// src/common/db_utils.rs

use crate::common::error::AppError;

/// Traduz as violações de restrição do Postgres para erros da aplicação.
/// Qualquer outro erro segue como `DatabaseError`.
pub(crate) fn map_constraint_violation(e: sqlx::Error) -> AppError {
    if let sqlx::Error::Database(db_err) = &e {
        if db_err.is_unique_violation() && db_err.constraint() == Some("users_email_key") {
            return AppError::EmailAlreadyExists;
        }
        if db_err.is_foreign_key_violation() {
            let constraint = db_err.constraint().unwrap_or("desconhecida").to_string();
            return AppError::InvalidReference(constraint);
        }
    }
    e.into()
}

▬▬▬

Set down the whole listing once more, precisely as written.

* [Response area]:
// src/common/db_utils.rs

use crate::common::error::AppError;

/// Traduz as violações de restrição do Postgres para erros da aplicação.
/// Qualquer outro erro segue como `DatabaseError`.
pub(crate) fn map_constraint_violation(e: sqlx::Error) -> AppError {
    if let sqlx::Error::Database(db_err) = &e {
        if db_err.is_unique_violation() && db_err.constraint() == Some("users_email_key") {
            return AppError::EmailAlreadyExists;
        }
        if db_err.is_foreign_key_violation() {
            let constraint = db_err.constraint().unwrap_or("desconhecida").to_string();
            return AppError::InvalidReference(constraint);
        }
    }
    e.into()
}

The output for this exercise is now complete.